So you thought I’d be somewhere doing God Knows What with Who Knows Whom, but only tidily? I wanted to ask, but stopped myself. She still had a lot more to say.

“That’s when I decided to hit your car,” she told me, proudly.

I made a little squeak. I had run out of words.

“I decided to hit it so the alarm would go off and you’d be forced to run outside,” she chirped. “So I kicked it, and I threw my body against it, and I shoved it. It didn’t work, and a lot of cars were starting to slow down and stare at me.”

Really, I thought? Stare at a tiny Asian girl with no coat and a giant backpack, hurtling herself against an old polka-dotted Beetle? People these days must be starved for entertainment if they find that worth looking at. I realized that she was still talking and I picked up the story midstream … “ – because my cell phone was dead.”

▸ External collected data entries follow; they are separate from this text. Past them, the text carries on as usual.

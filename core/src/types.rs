use serde::{Deserialize, Serialize};

/// Single grid axis used for row and column counts.
pub type Coord = u16;

/// Count type used for cell, card and pair counts.
pub type CardCount = u32;

/// Identifier shared by the two cards of a pair.
pub type PairKey = u32;

/// Index of a card in board order.
pub type CardIndex = usize;

/// Seconds, as supplied by the host clock.
pub type Seconds = f32;

pub const fn mult(a: Coord, b: Coord) -> CardCount {
    let a = a as CardCount;
    let b = b as CardCount;
    a.saturating_mul(b)
}

/// Where a card is drawn: a cell of a computed grid or a fixed anchor point.
#[derive(Copy, Clone, Debug, PartialEq, Serialize, Deserialize)]
pub enum Position {
    Cell { row: Coord, column: Coord },
    Anchor { x: f32, y: f32 },
}

impl Position {
    pub const fn cell(self) -> Option<(Coord, Coord)> {
        match self {
            Self::Cell { row, column } => Some((row, column)),
            Self::Anchor { .. } => None,
        }
    }
}

/// Round counter used to tell completions of a previous round from current ones.
#[derive(Copy, Clone, Debug, Default, PartialEq, Eq, PartialOrd, Ord, Serialize, Deserialize)]
pub struct Generation(pub u64);

impl Generation {
    pub const fn next(self) -> Self {
        Self(self.0.wrapping_add(1))
    }
}
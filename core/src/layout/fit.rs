use serde::{Deserialize, Serialize};

use crate::*;

#[derive(Copy, Clone, Debug, Default, PartialEq, Serialize, Deserialize)]
pub struct Insets {
    pub left: f32,
    pub right: f32,
    pub top: f32,
    pub bottom: f32,
}

/// Area a square grid has to fit into.
#[derive(Copy, Clone, Debug, Default, PartialEq, Serialize, Deserialize)]
pub struct Frame {
    pub width: f32,
    pub height: f32,
    pub padding: Insets,
    pub spacing: (f32, f32),
}

/// Square cell size and centering margins for a grid inside a [`Frame`].
#[derive(Copy, Clone, Debug, PartialEq, Serialize, Deserialize)]
pub struct GridFit {
    pub cell: f32,
    pub grid_width: f32,
    pub grid_height: f32,
    pub margins: Insets,
    spacing: (f32, f32),
}

impl GridFit {
    /// Top-left corner of a cell, relative to the frame.
    pub fn cell_origin(&self, row: Coord, column: Coord) -> (f32, f32) {
        let (spacing_x, spacing_y) = self.spacing;
        (
            self.margins.left + f32::from(column) * (self.cell + spacing_x),
            self.margins.top + f32::from(row) * (self.cell + spacing_y),
        )
    }
}

/// Largest whole-unit square cell such that the grid including spacing fits the padded frame,
/// centered with the leftover space split evenly on each axis.
pub fn fit_square_grid(rows: Coord, columns: Coord, frame: Frame) -> Option<GridFit> {
    if rows == 0 || columns == 0 {
        log::warn!("cannot fit a {rows}x{columns} grid");
        return None;
    }

    let (spacing_x, spacing_y) = frame.spacing;
    let rows_f = f32::from(rows);
    let columns_f = f32::from(columns);
    let total_spacing_x = spacing_x * (columns_f - 1.);
    let total_spacing_y = spacing_y * (rows_f - 1.);

    let usable_width = frame.width - frame.padding.left - frame.padding.right - total_spacing_x;
    let usable_height = frame.height - frame.padding.top - frame.padding.bottom - total_spacing_y;

    let cell = (usable_width / columns_f).min(usable_height / rows_f).floor();
    if !(cell > 0.) {
        log::warn!(
            "cell size too small to lay out {rows}x{columns} in {}x{}",
            frame.width,
            frame.height
        );
        return None;
    }

    let grid_width = cell * columns_f + total_spacing_x;
    let grid_height = cell * rows_f + total_spacing_y;

    let half_x = ((frame.width - grid_width).max(0.) / 2.).round();
    let half_y = ((frame.height - grid_height).max(0.) / 2.).round();

    Some(GridFit {
        cell,
        grid_width,
        grid_height,
        margins: Insets {
            left: half_x,
            right: half_x,
            top: half_y,
            bottom: half_y,
        },
        spacing: frame.spacing,
    })
}

#[cfg(test)]
mod tests {
    use super::*;

    fn frame(width: f32, height: f32, spacing: f32) -> Frame {
        Frame {
            width,
            height,
            padding: Insets::default(),
            spacing: (spacing, spacing),
        }
    }

    #[test]
    fn picks_limiting_axis_and_centers() {
        let fit = fit_square_grid(2, 3, frame(100., 60., 4.)).unwrap();

        assert_eq!(fit.cell, 28.);
        assert_eq!(fit.grid_width, 92.);
        assert_eq!(fit.grid_height, 60.);
        assert_eq!(fit.margins.left, 4.);
        assert_eq!(fit.margins.right, 4.);
        assert_eq!(fit.margins.top, 0.);
        assert_eq!(fit.cell_origin(1, 2), (68., 32.));
    }

    #[test]
    fn padding_shrinks_usable_area() {
        let mut padded = frame(100., 100., 0.);
        padded.padding = Insets {
            left: 10.,
            right: 10.,
            top: 0.,
            bottom: 0.,
        };

        let fit = fit_square_grid(2, 2, padded).unwrap();

        assert_eq!(fit.cell, 40.);
        assert_eq!(fit.margins.left, 10.);
        assert_eq!(fit.margins.top, 10.);
    }

    #[test]
    fn cell_edge_is_whole() {
        let fit = fit_square_grid(3, 3, frame(100., 100., 0.)).unwrap();

        assert_eq!(fit.cell, 33.);
        assert!(fit.cell * 3. <= 100.);
    }

    #[test]
    fn degenerate_grids_do_not_fit() {
        assert_eq!(fit_square_grid(0, 3, frame(100., 100., 0.)), None);
        assert_eq!(fit_square_grid(4, 4, frame(10., 10., 4.)), None);
    }
}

“Wait,” I said, trying to piece it together. “Didn’t you call me?”

“I went into an acupuncture clinic on the corner and made me give them their phone.” Oh dear God, I thought, I bet that acupuncturist went out and threw herself on the ice, too, after you got done with her, Emma. I tried to imagine the havoc that my daughter could wreak with an actual badge and a pair of handcuffs, but I couldn’t bear it. I also wondered, briefly, what would have happened if I had been up to no good. I decided not to go down that particular line of thought, either. 

“So then you answered the phone and told me the address, and I proceeded to that house, and --” here she stopped for a triumphant bit of savoring, as if she had just guessed the room, weapon and murderer on the first dice roll in Clue – “the house was NOT messy.”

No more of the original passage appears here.